The great man is he who does not lose his child's heart. (Mencius, Chinese philosopher 372-289 BC)

Wednesday, 29 August 2012

How To Help Your Year 7 Start Big School

The Dubmeister's first day at Big School
This time next week 11 year old children (or 13 year olds if they are starting at a very posh school) will be quaking in their squeaky clean tight new school shoes as they set off for their first day at big school.

Unless you are one of the coolest of the cool, big school is a terrifying prospect for any self respecting child. For the parent of next week's Year 7's (or Lower 4th's if you are starting at the aforesaid posh school) it is even more so! So in the interests of easing you into life as a parent of a secondary age child here is Dad Etc's guide to getting your Year 7 ready for big school.

1. Find out the name of your son/daughter's form tutor and Head of Year

One of the biggest changes for parents going through the transition from Junior to Senior School is the dramatic drop in contact time with your little darling's teaching staff. You will be lucky to see their form tutor more than twice in an academic year and are unlikely to see the Head of Year at all unless there is a specific issue that you need to discuss.
However, a friendly form tutor can be a great asset. So, I recommend that you make contact with them - nothing more than a brief note in the Homework Diary to say hello - so that you stand out as a friendly parent - it could prove helpful in the longer term.

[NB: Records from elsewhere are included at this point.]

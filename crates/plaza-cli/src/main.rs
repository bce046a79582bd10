//! `plaza` command-line client

mod commands;
mod output;
mod settings;

use clap::{value_parser, Arg, ArgAction, ArgMatches, Command};
use plaza_core::Plaza;
use std::path::PathBuf;
use tracing_subscriber::layer::SubscriberExt;
use tracing_subscriber::util::SubscriberInitExt;
use tracing_subscriber::EnvFilter;

fn cli() -> Command {
    Command::new("plaza")
        .version(plaza_core::VERSION)
        .about("Posts, comments and chat from the terminal")
        .subcommand_required(true)
        .arg_required_else_help(true)
        .arg(
            Arg::new("config")
                .long("config")
                .global(true)
                .value_parser(value_parser!(PathBuf))
                .help("Configuration file (default: <config dir>/plaza/config.toml)"),
        )
        .arg(
            Arg::new("log-level")
                .long("log-level")
                .global(true)
                .help("Tracing filter; RUST_LOG takes precedence"),
        )
        .subcommand(
            Command::new("register")
                .about("Create an account and its profile")
                .arg(Arg::new("email").long("email").required(true))
                .arg(Arg::new("password").long("password").required(true))
                .arg(Arg::new("name").long("name").help("Display name"))
                .arg(Arg::new("bio").long("bio"))
                .arg(Arg::new("career").long("career")),
        )
        .subcommand(
            Command::new("login")
                .about("Sign in")
                .arg(Arg::new("email").long("email").required(true))
                .arg(Arg::new("password").long("password").required(true)),
        )
        .subcommand(Command::new("logout").about("Sign out"))
        .subcommand(Command::new("whoami").about("Show the signed-in user"))
        .subcommand(
            Command::new("password")
                .about("Change the password")
                .arg(Arg::new("new-password").required(true)),
        )
        .subcommand(
            Command::new("posts")
                .about("List posts, newest first")
                .arg(Arg::new("user").long("user").help("Only posts by this profile ID")),
        )
        .subcommand(
            Command::new("feed")
                .about("Print the feed, then follow new posts and comments until Ctrl-C"),
        )
        .subcommand(
            Command::new("post")
                .about("Publish a post")
                .arg(Arg::new("content").required(true))
                .arg(
                    Arg::new("image")
                        .long("image")
                        .value_parser(value_parser!(PathBuf))
                        .help("Image file to attach"),
                ),
        )
        .subcommand(
            Command::new("edit-post")
                .about("Change a post's text and image")
                .arg(Arg::new("id").required(true).value_parser(value_parser!(i64)))
                .arg(Arg::new("content").required(true))
                .arg(
                    Arg::new("image")
                        .long("image")
                        .value_parser(value_parser!(PathBuf))
                        .conflicts_with("remove-image")
                        .help("Replace the image"),
                )
                .arg(
                    Arg::new("remove-image")
                        .long("remove-image")
                        .action(ArgAction::SetTrue)
                        .help("Remove the current image"),
                ),
        )
        .subcommand(
            Command::new("delete-post")
                .about("Delete a post and its image")
                .arg(Arg::new("id").required(true).value_parser(value_parser!(i64))),
        )
        .subcommand(
            Command::new("comments")
                .about("List comments of a post, or by a user")
                .arg(
                    Arg::new("post")
                        .value_parser(value_parser!(i64))
                        .required_unless_present("user"),
                )
                .arg(Arg::new("user").long("user").conflicts_with("post")),
        )
        .subcommand(
            Command::new("comment")
                .about("Comment on a post")
                .arg(Arg::new("post").required(true).value_parser(value_parser!(i64)))
                .arg(Arg::new("content").required(true)),
        )
        .subcommand(
            Command::new("delete-comment")
                .about("Delete a comment")
                .arg(Arg::new("id").required(true).value_parser(value_parser!(i64))),
        )
        .subcommand(
            Command::new("chat")
                .about("Show recent chat messages")
                .arg(
                    Arg::new("follow")
                        .long("follow")
                        .short('f')
                        .action(ArgAction::SetTrue)
                        .help("Keep printing new messages until Ctrl-C"),
                ),
        )
        .subcommand(
            Command::new("say")
                .about("Send a chat message")
                .arg(Arg::new("message").required(true)),
        )
        .subcommand(
            Command::new("profile")
                .about("Show a profile (default: your own)")
                .arg(Arg::new("id")),
        )
        .subcommand(
            Command::new("edit-profile")
                .about("Change your profile")
                .arg(Arg::new("name").long("name"))
                .arg(Arg::new("bio").long("bio"))
                .arg(Arg::new("career").long("career"))
                .arg(
                    Arg::new("clear-bio")
                        .long("clear-bio")
                        .action(ArgAction::SetTrue)
                        .conflicts_with("bio"),
                )
                .arg(
                    Arg::new("clear-career")
                        .long("clear-career")
                        .action(ArgAction::SetTrue)
                        .conflicts_with("career"),
                ),
        )
        .subcommand(
            Command::new("avatar")
                .about("Upload a new avatar")
                .arg(
                    Arg::new("file")
                        .required(true)
                        .value_parser(value_parser!(PathBuf)),
                ),
        )
}

fn init_tracing(default_filter: &str) {
    let filter = EnvFilter::try_from_default_env()
        .or_else(|_| EnvFilter::try_new(default_filter))
        .unwrap_or_else(|_| EnvFilter::new("info"));

    tracing_subscriber::registry()
        .with(filter)
        .with(
            tracing_subscriber::fmt::layer()
                .with_target(false)
                .with_writer(std::io::stderr),
        )
        .init();
}

#[tokio::main]
async fn main() -> anyhow::Result<()> {
    let matches = cli().get_matches();

    let mut config = settings::load(matches.get_one::<PathBuf>("config"))?;
    if let Some(level) = matches.get_one::<String>("log-level") {
        config.log_filter = level.clone();
    }
    init_tracing(&config.log_filter);

    let plaza = Plaza::connect(config)?;
    await_restore(&plaza, &matches).await?;

    commands::run(&plaza, &matches).await
}

/// Commands that act as the signed-in user's profile
fn needs_profile(matches: &ArgMatches) -> bool {
    match matches.subcommand() {
        Some(("whoami" | "say", _)) => true,
        Some(("profile", args)) => !args.contains_id("id"),
        _ => false,
    }
}

/// Wait for the session restore; a failure only stops profile commands
///
/// A session whose profile cannot be loaded still keeps its id and email, so
/// `logout`, `login` and `edit-profile` must stay usable.
async fn await_restore(plaza: &Plaza, matches: &ArgMatches) -> anyhow::Result<()> {
    match plaza.ready().await {
        Ok(_) => Ok(()),
        Err(e) if needs_profile(matches) => Err(e.into()),
        Err(e) => {
            tracing::warn!(error = %e, "session restore incomplete, continuing");
            Ok(())
        }
    }
}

2. Get to know the school rules

Secondary school is a minefield of rules and regulations for your young one. So, it is our duty as parents to do what we can to support the school and our child in the rules that we can affect at home. Most schools will have a list of rules in the Homework Diary/ Planner - get to know them.
Some of the basic rules that we can help our son/ daughter to keep to are:

  • Does the HW Diary need to be signed every week? If so, do it!
  • What are the uniform rules? Make sure you know them - very handy for the future!
  • What is the routine for absence from school? If they ask for a call on the first morning and a letter when they return to school - do it!

3. Keep on top of Homework

Homework is a fact of life at most schools. However, schools are not the fascist institutions that we believed them to be when we were 11 and 12. They do not expect our children to be working every hour that God sends to complete their graphs and essays. So, monitor their homework - are they getting any? If they are, how long is it taking? How long should it be taking? If it is regularly taking longer than advised then there is an issue - tell the school

4. Watch the Mobile Phone

The mobile phone has completely changed the experience for our children of adolescence. It is so easy for them now to keep in contact with their friends and research difficult homework tasks.
However, it has also come with Facebook, Messenger, Internet Porn and other nasties. 
Be very careful!
Watch what they are using it for and, 2 tips I was given by a colleague;
a) Never let them take their phones into their bedrooms at night - that way you have more of a chance of knowing what they are up to.
b) Insist that they make you one of their friends on Facebook.

5. TLC and Routines

Your little chap/chapesse is going to be absolutely knackered this term as they get into life as a little fish in an enormous and confusing pond. They will need lots of love and attention from you!
Get them to eat a big breakfast in the morning and get in their favourite food for the evenings.
Find a routine that works for your family so that they have some certainty in their lives.

Finally, on that first day, when you are sure that nobody is looking - give them a big hug and gulp back the tears until they are through the school gate.